I dati specifici presentano questo scenario: Siria (6,7 milioni), Venezuela (4,0 milioni), Afghanistan (2,6 milioni), Sud Sudan (2,2 milioni) e Myanmar (1,1 milioni).
In secondo luogo, si riporta che “la stragrande maggioranza dei rifugiati del mondo – quasi nove rifugiati su dieci (86%) – sono ospitati da paesi vicini alle aree di crisi e da paesi a basso e medio reddito. I paesi meno sviluppati hanno dato asilo al 27% del totale”.
“Per il settimo anno consecutivo, segue il dossier, la Turchia ha ospitato il numero più alto di rifugiati a livello mondiale (3,7 milioni di rifugiati), seguita da Colombia (1,7 milioni, compresi i venezuelani fuggiti all’estero), Pakistan (1,4 milioni), Uganda (1,4 milioni) e Germania (1,2 milioni)”.

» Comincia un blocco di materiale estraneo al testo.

//! Collaborator contracts used by the sync pipeline, plus HTTP-backed and
//! file-backed implementations.

use std::collections::BTreeMap;

use async_trait::async_trait;
use roster_core::{
    ArtistCandidate, BilingualContent, ErrorKind, Locale, MediaId, PageRef, PublishedArtist,
    ResearchResult, SocialLinks,
};
use roster_storage::UpstreamError;
use serde::{Deserialize, Serialize};
use thiserror::Error;

pub mod anthropic;
pub mod fixture;
pub mod http;
pub mod search;
pub mod spotify;
pub mod tool;
pub mod wordpress;

pub use anthropic::{extract_json_object, AnthropicClient, AnthropicConfig};
pub use fixture::{JsonFileCatalog, JsonFilePublished};
pub use http::{build_client, decode_html_entities, HttpConfig};
pub use search::{BraveSearch, DuckDuckGoSearch, SearchChain};
pub use spotify::{SpotifyCatalog, SpotifyConfig, SpotifyCredential};
pub use tool::ToolReply;
pub use wordpress::{WordPressClient, WordPressConfig};

pub const CRATE_NAME: &str = "roster-adapters";

#[derive(Debug, Error)]
pub enum AdapterError {
    #[error(transparent)]
    Upstream(#[from] UpstreamError),
    #[error("{provider} is not configured: {detail}")]
    NotConfigured {
        provider: &'static str,
        detail: String,
    },
    #[error("malformed reply from {provider}: {detail}")]
    Parse {
        provider: &'static str,
        detail: String,
    },
    #[error("{provider} rejected the request: {detail}")]
    Rejected {
        provider: &'static str,
        detail: String,
    },
    #[error("published {published:?} but the {missing} page failed: {detail}")]
    PartialPublish {
        published: BTreeMap<Locale, PageRef>,
        missing: Locale,
        detail: String,
    },
    #[error(transparent)]
    Anyhow(#[from] anyhow::Error),
}

impl AdapterError {
    pub fn parse(provider: &'static str, detail: impl Into<String>) -> Self {
        AdapterError::Parse {
            provider,
            detail: detail.into(),
        }
    }

    pub fn kind(&self) -> ErrorKind {
        match self {
            AdapterError::Upstream(err) => err.kind(),
            AdapterError::NotConfigured { .. } => ErrorKind::Configuration,
            AdapterError::Parse { .. } => ErrorKind::Parse,
            AdapterError::Rejected { .. } | AdapterError::PartialPublish { .. } => {
                ErrorKind::Publish
            }
            AdapterError::Anyhow(_) => ErrorKind::TransientNetwork,
        }
    }
}

/// One web search result.
#[derive(Debug, Clone, PartialEq, Eq, Serialize, Deserialize)]
pub struct SearchHit {
    pub title: String,
    pub description: String,
    pub url: String,
}

#[async_trait]
pub trait UpstreamCatalogProvider: Send + Sync {
    /// Stable name used to key cached snapshots.
    fn provider_id(&self) -> &str;

    async fn fetch_candidates(&self) -> Result<Vec<ArtistCandidate>, AdapterError>;
}

#[async_trait]
pub trait PublishedCatalogProvider: Send + Sync {
    async fn fetch_published(&self) -> Result<Vec<PublishedArtist>, AdapterError>;
}

#[async_trait]
pub trait WebResearchProvider: Send + Sync {
    async fn search(&self, query: &str, max_results: usize) -> Result<Vec<SearchHit>, AdapterError>;
}

#[async_trait]
pub trait SynthesisProvider: Send + Sync {
    /// Structures raw search hits. `None` when nothing usable was found.
    async fn synthesize(
        &self,
        candidate: &ArtistCandidate,
        hits: &[SearchHit],
    ) -> Result<Option<ResearchResult>, AdapterError>;
}

#[async_trait]
pub trait ContentGenerator: Send + Sync {
    async fn generate(
        &self,
        candidate: &ArtistCandidate,
        research_text: &str,
    ) -> Result<BilingualContent, AdapterError>;
}

#[async_trait]
pub trait ImageProvider: Send + Sync {
    async fn transfer(
        &self,
        image_ref: &str,
        artist_name: &str,
    ) -> Result<Option<MediaId>, AdapterError>;

    async fn find_existing(&self, artist_name: &str) -> Result<Option<MediaId>, AdapterError>;
}

#[async_trait]
pub trait Publisher: Send + Sync {
    /// Creates the bilingual page pair and returns one page per locale.
    async fn publish(
        &self,
        candidate: &ArtistCandidate,
        content: &BilingualContent,
        media_id: Option<MediaId>,
        social_links: &SocialLinks,
    ) -> Result<BTreeMap<Locale, PageRef>, AdapterError>;
}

Il dato rilevante resta quello delle domande di asilo in attesa a livello globale, che sono ai livelli del 2019 (4,1 milioni), ma gli Stati e l’UNHCR hanno registrato “circa 1,3 milioni di domande di asilo individuali, un milione in meno rispetto al 2019 (43% in meno)”.
Anche quest’anno, secondo i dati, sono 5,7 milioni i rifugiati palestinesi sotto il mandato dell’UNRWA (5,6 milioni nel 2019).
C’è infine chi fugge all’interno del proprio paese, abbandonando le case in Colombia, Mozambico, Sahel, Etiopia (specialmente nel Tigray) e nel Sudan.
Scenari figli di una crisi nella crisi, allarmi che sorgono da altrettante emergenze. In questa situazione non bisogna erigere muri, la solidarietà internazionale è elemento fondamentale di uno scorcio minimo di ripartenza.